DATA RECORDS below:

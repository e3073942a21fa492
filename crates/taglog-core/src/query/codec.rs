//! Versioned JSON encoding of [`Query`].
//!
//! Storage adapters persist query intent (for audit and debugging) in this
//! shape:
//!
//! ```text
//! {"version":"1.0","criteria":[{"type":"EventTypesAndTags","hash":"<blake3>","properties":{...}}]}
//! ```
//!
//! `properties` omits absent fields. The wildcard query has an empty
//! `criteria` array. Decoding rejects other versions, unknown criterion
//! types, and hashes that do not match the decoded properties.

use serde::{Deserialize, Serialize};

use super::criterion::{Criterion, CriterionProperties};
use super::{Criteria, Query};
use crate::error::SerializationError;

/// Current query format version.
pub const QUERY_FORMAT_VERSION: &str = "1.0";

/// The only criterion type this format knows.
pub const EVENT_TYPES_AND_TAGS: &str = "EventTypesAndTags";

#[derive(Debug, Serialize, Deserialize)]
struct QueryWire {
    version: String,
    criteria: Vec<CriterionWire>,
}

#[derive(Debug, Serialize, Deserialize)]
struct CriterionWire {
    #[serde(rename = "type")]
    kind: String,
    hash: String,
    properties: serde_json::Value,
}

fn encode(query: &Query) -> Result<QueryWire, SerializationError> {
    let criteria = match query {
        Query::All => Vec::new(),
        Query::Matching(criteria) => criteria
            .iter()
            .map(|c| -> Result<CriterionWire, SerializationError> {
                Ok(CriterionWire {
                    kind: EVENT_TYPES_AND_TAGS.to_string(),
                    hash: c.hash().to_string(),
                    properties: serde_json::to_value(c.properties())?,
                })
            })
            .collect::<Result<Vec<_>, _>>()?,
    };
    Ok(QueryWire {
        version: QUERY_FORMAT_VERSION.to_string(),
        criteria,
    })
}

fn decode(wire: QueryWire) -> Result<Query, SerializationError> {
    if wire.version != QUERY_FORMAT_VERSION {
        return Err(SerializationError::UnsupportedVersion {
            found: wire.version,
            expected: QUERY_FORMAT_VERSION,
        });
    }

    let mut criteria = Vec::with_capacity(wire.criteria.len());
    for item in wire.criteria {
        if item.kind != EVENT_TYPES_AND_TAGS {
            return Err(SerializationError::UnknownCriterionType(item.kind));
        }
        let properties: CriterionProperties = serde_json::from_value(item.properties)?;
        let criterion = Criterion::from_properties(properties)?;
        if criterion.hash() != item.hash {
            return Err(SerializationError::HashMismatch {
                declared: item.hash,
                computed: criterion.hash().to_string(),
            });
        }
        criteria.push(criterion);
    }

    Ok(Criteria::new(criteria).map_or(Query::All, Query::Matching))
}

impl Query {
    /// Encode as versioned JSON.
    ///
    /// # Errors
    ///
    /// Returns [`SerializationError::Json`] if encoding fails.
    pub fn to_json(&self) -> Result<String, SerializationError> {
        Ok(serde_json::to_string(&encode(self)?)?)
    }

    /// Decode versioned JSON produced by [`Query::to_json`].
    ///
    /// # Errors
    ///
    /// - [`SerializationError::Json`] for malformed JSON or property shapes.
    /// - [`SerializationError::UnsupportedVersion`] for another format version.
    /// - [`SerializationError::UnknownCriterionType`] for unknown criteria.
    /// - [`SerializationError::HashMismatch`] when a hash was tampered with.
    /// - [`SerializationError::Invalid`] when a criterion fails validation.
    pub fn from_json(json: &str) -> Result<Self, SerializationError> {
        decode(serde_json::from_str(json)?)
    }
}

impl Serialize for Query {
    fn serialize<S: serde::Serializer>(&self, serializer: S) -> Result<S::Ok, S::Error> {
        encode(self)
            .map_err(serde::ser::Error::custom)?
            .serialize(serializer)
    }
}

impl<'de> Deserialize<'de> for Query {
    fn deserialize<D: serde::Deserializer<'de>>(deserializer: D) -> Result<Self, D::Error> {
        let wire = QueryWire::deserialize(deserializer)?;
        decode(wire).map_err(serde::de::Error::custom)
    }
}

#[cfg(test)]
mod tests {
    use super::*;
    use crate::event::EventTypes;
    use crate::tag::Tags;
    use serde_json::{Value, json};

    fn sample() -> Query {
        Query::from_criteria(vec![
            Criterion::of_types(EventTypes::try_from_strings(["CourseDefined"]).expect("types"))
                .expect("criterion"),
            Criterion::new(
                Some(EventTypes::try_from_strings(["StudentSubscribed"]).expect("types")),
                Some(Tags::try_from_strings(["course:c1"]).expect("tags")),
                false,
            )
            .expect("criterion")
            .only_last_event(),
        ])
    }

    #[test]
    fn encodes_versioned_shape() {
        let json: Value = serde_json::from_str(&sample().to_json().expect("encode")).expect("json");
        assert_eq!(json["version"], "1.0");
        let first = &json["criteria"][0];
        assert_eq!(first["type"], "EventTypesAndTags");
        assert_eq!(first["hash"].as_str().map(str::len), Some(64));
        assert_eq!(
            first["properties"],
            json!({"eventTypes": ["CourseDefined"], "onlyLastEvent": false})
        );
        assert_eq!(
            json["criteria"][1]["properties"],
            json!({"eventTypes": ["StudentSubscribed"], "tags": ["course:c1"], "onlyLastEvent": true})
        );
    }

    #[test]
    fn roundtrip_preserves_query() {
        let q = sample();
        let back = Query::from_json(&q.to_json().expect("encode")).expect("decode");
        assert_eq!(back, q);
    }

    #[test]
    fn wildcard_has_empty_criteria() {
        let json = Query::all().to_json().expect("encode");
        assert_eq!(json, r#"{"version":"1.0","criteria":[]}"#);
        assert_eq!(Query::from_json(&json).expect("decode"), Query::All);
    }

    #[test]
    fn rejects_other_version() {
        let err = Query::from_json(r#"{"version":"2.0","criteria":[]}"#).unwrap_err();
        assert!(matches!(err, SerializationError::UnsupportedVersion { ref found, .. } if found == "2.0"));
    }

    #[test]
    fn rejects_unknown_criterion_type() {
        let err = Query::from_json(
            r#"{"version":"1.0","criteria":[{"type":"Geo","hash":"x","properties":{}}]}"#,
        )
        .unwrap_err();
        assert!(matches!(err, SerializationError::UnknownCriterionType(ref t) if t == "Geo"));
    }

    #[test]
    fn rejects_tampered_hash() {
        let mut json: Value =
            serde_json::from_str(&sample().to_json().expect("encode")).expect("json");
        json["criteria"][0]["properties"]["eventTypes"] = json!(["Other"]);
        let err = Query::from_json(&json.to_string()).unwrap_err();
        assert!(matches!(err, SerializationError::HashMismatch { .. }));
    }

    #[test]
    fn rejects_empty_properties() {
        let err = Query::from_json(
            r#"{"version":"1.0","criteria":[{"type":"EventTypesAndTags","hash":"x","properties":{}}]}"#,
        )
        .unwrap_err();
        assert!(matches!(err, SerializationError::Invalid(_)));
    }

    #[test]
    fn rejects_malformed_json() {
        assert!(matches!(
            Query::from_json("{not json"),
            Err(SerializationError::Json(_))
        ));
        assert!(matches!(
            Query::from_json(r#"{"version":"1.0"}"#),
            Err(SerializationError::Json(_))
        ));
    }

    #[test]
    fn serde_impls_use_the_same_format() {
        let q = sample();
        let via_serde = serde_json::to_string(&q).expect("serialize");
        assert_eq!(via_serde, q.to_json().expect("encode"));
        let back: Query = serde_json::from_str(&via_serde).expect("deserialize");
        assert_eq!(back, q);
    }
}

End of DATA RECORDS.

• _YOUR GOAL_
Return the records above in their entirety, exactly as they appear.

• _ANSWER TO THE EXERCISE_
repository e3073942a21fa492
filename crates/taglog-core/src/query/codec.rs
//! Versioned JSON encoding of [`Query`].
//!
//! Storage adapters persist query intent (for audit and debugging) in this
//! shape:
//!
//! ```text
//! {"version":"1.0","criteria":[{"type":"EventTypesAndTags","hash":"<blake3>","properties":{...}}]}
//! ```
//!
//! `properties` omits absent fields. The wildcard query has an empty
//! `criteria` array. Decoding rejects other versions, unknown criterion
//! types, and hashes that do not match the decoded properties.

use serde::{Deserialize, Serialize};

use super::criterion::{Criterion, CriterionProperties};
use super::{Criteria, Query};
use crate::error::SerializationError;

/// Current query format version.
pub const QUERY_FORMAT_VERSION: &str = "1.0";

/// The only criterion type this format knows.
pub const EVENT_TYPES_AND_TAGS: &str = "EventTypesAndTags";

#[derive(Debug, Serialize, Deserialize)]
struct QueryWire {
    version: String,
    criteria: Vec<CriterionWire>,
}

#[derive(Debug, Serialize, Deserialize)]
struct CriterionWire {
    #[serde(rename = "type")]
    kind: String,
    hash: String,
    properties: serde_json::Value,
}

fn encode(query: &Query) -> Result<QueryWire, SerializationError> {
    let criteria = match query {
        Query::All => Vec::new(),
        Query::Matching(criteria) => criteria
            .iter()
            .map(|c| -> Result<CriterionWire, SerializationError> {
                Ok(CriterionWire {
                    kind: EVENT_TYPES_AND_TAGS.to_string(),
                    hash: c.hash().to_string(),
                    properties: serde_json::to_value(c.properties())?,
                })
            })
            .collect::<Result<Vec<_>, _>>()?,
    };
    Ok(QueryWire {
        version: QUERY_FORMAT_VERSION.to_string(),
        criteria,
    })
}

fn decode(wire: QueryWire) -> Result<Query, SerializationError> {
    if wire.version != QUERY_FORMAT_VERSION {
        return Err(SerializationError::UnsupportedVersion {
            found: wire.version,
            expected: QUERY_FORMAT_VERSION,
        });
    }

    let mut criteria = Vec::with_capacity(wire.criteria.len());
    for item in wire.criteria {
        if item.kind != EVENT_TYPES_AND_TAGS {
            return Err(SerializationError::UnknownCriterionType(item.kind));
        }
        let properties: CriterionProperties = serde_json::from_value(item.properties)?;
        let criterion = Criterion::from_properties(properties)?;
        if criterion.hash() != item.hash {
            return Err(SerializationError::HashMismatch {
                declared: item.hash,
                computed: criterion.hash().to_string(),
            });
        }
        criteria.push(criterion);
    }

    Ok(Criteria::new(criteria).map_or(Query::All, Query::Matching))
}

impl Query {
    /// Encode as versioned JSON.
    ///
    /// # Errors
    ///
    /// Returns [`SerializationError::Json`] if encoding fails.
    pub fn to_json(&self) -> Result<String, SerializationError> {
        Ok(serde_json::to_string(&encode(self)?)?)
    }

    /// Decode versioned JSON produced by [`Query::to_json`].
    ///
    /// # Errors
    ///
    /// - [`SerializationError::Json`] for malformed JSON or property shapes.
    /// - [`SerializationError::UnsupportedVersion`] for another format version.
    /// - [`SerializationError::UnknownCriterionType`] for unknown criteria.
    /// - [`SerializationError::HashMismatch`] when a hash was tampered with.
    /// - [`SerializationError::Invalid`] when a criterion fails validation.
    pub fn from_json(json: &str) -> Result<Self, SerializationError> {
        decode(serde_json::from_str(json)?)
    }
}

impl Serialize for Query {
    fn serialize<S: serde::Serializer>(&self, serializer: S) -> Result<S::Ok, S::Error> {
        encode(self)
            .map_err(serde::ser::Error::custom)?
            .serialize(serializer)
    }
}

impl<'de> Deserialize<'de> for Query {
    fn deserialize<D: serde::Deserializer<'de>>(deserializer: D) -> Result<Self, D::Error> {
        let wire = QueryWire::deserialize(deserializer)?;
        decode(wire).map_err(serde::de::Error::custom)
    }
}

#[cfg(test)]
mod tests {
    use super::*;
    use crate::event::EventTypes;
    use crate::tag::Tags;
    use serde_json::{Value, json};

    fn sample() -> Query {
        Query::from_criteria(vec![
            Criterion::of_types(EventTypes::try_from_strings(["CourseDefined"]).expect("types"))
                .expect("criterion"),
            Criterion::new(
                Some(EventTypes::try_from_strings(["StudentSubscribed"]).expect("types")),
                Some(Tags::try_from_strings(["course:c1"]).expect("tags")),
                false,
            )
            .expect("criterion")
            .only_last_event(),
        ])
    }

    #[test]
    fn encodes_versioned_shape() {
        let json: Value = serde_json::from_str(&sample().to_json().expect("encode")).expect("json");
        assert_eq!(json["version"], "1.0");
        let first = &json["criteria"][0];
        assert_eq!(first["type"], "EventTypesAndTags");
        assert_eq!(first["hash"].as_str().map(str::len), Some(64));
        assert_eq!(
            first["properties"],
            json!({"eventTypes": ["CourseDefined"], "onlyLastEvent": false})
        );
        assert_eq!(
            json["criteria"][1]["properties"],
            json!({"eventTypes": ["StudentSubscribed"], "tags": ["course:c1"], "onlyLastEvent": true})
        );
    }

    #[test]
    fn roundtrip_preserves_query() {
        let q = sample();
        let back = Query::from_json(&q.to_json().expect("encode")).expect("decode");
        assert_eq!(back, q);
    }

    #[test]
    fn wildcard_has_empty_criteria() {
        let json = Query::all().to_json().expect("encode");
        assert_eq!(json, r#"{"version":"1.0","criteria":[]}"#);
        assert_eq!(Query::from_json(&json).expect("decode"), Query::All);
    }

    #[test]
    fn rejects_other_version() {
        let err = Query::from_json(r#"{"version":"2.0","criteria":[]}"#).unwrap_err();
        assert!(matches!(err, SerializationError::UnsupportedVersion { ref found, .. } if found == "2.0"));
    }

    #[test]
    fn rejects_unknown_criterion_type() {
        let err = Query::from_json(
            r#"{"version":"1.0","criteria":[{"type":"Geo","hash":"x","properties":{}}]}"#,
        )
        .unwrap_err();
        assert!(matches!(err, SerializationError::UnknownCriterionType(ref t) if t == "Geo"));
    }

    #[test]
    fn rejects_tampered_hash() {
        let mut json: Value =
            serde_json::from_str(&sample().to_json().expect("encode")).expect("json");
        json["criteria"][0]["properties"]["eventTypes"] = json!(["Other"]);
        let err = Query::from_json(&json.to_string()).unwrap_err();
        assert!(matches!(err, SerializationError::HashMismatch { .. }));
    }

    #[test]
    fn rejects_empty_properties() {
        let err = Query::from_json(
            r#"{"version":"1.0","criteria":[{"type":"EventTypesAndTags","hash":"x","properties":{}}]}"#,
        )
        .unwrap_err();
        assert!(matches!(err, SerializationError::Invalid(_)));
    }

    #[test]
    fn rejects_malformed_json() {
        assert!(matches!(
            Query::from_json("{not json"),
            Err(SerializationError::Json(_))
        ));
        assert!(matches!(
            Query::from_json(r#"{"version":"1.0"}"#),
            Err(SerializationError::Json(_))
        ));
    }

    #[test]
    fn serde_impls_use_the_same_format() {
        let q = sample();
        let via_serde = serde_json::to_string(&q).expect("serialize");
        assert_eq!(via_serde, q.to_json().expect("encode"));
        let back: Query = serde_json::from_str(&via_serde).expect("deserialize");
        assert_eq!(back, q);
    }
}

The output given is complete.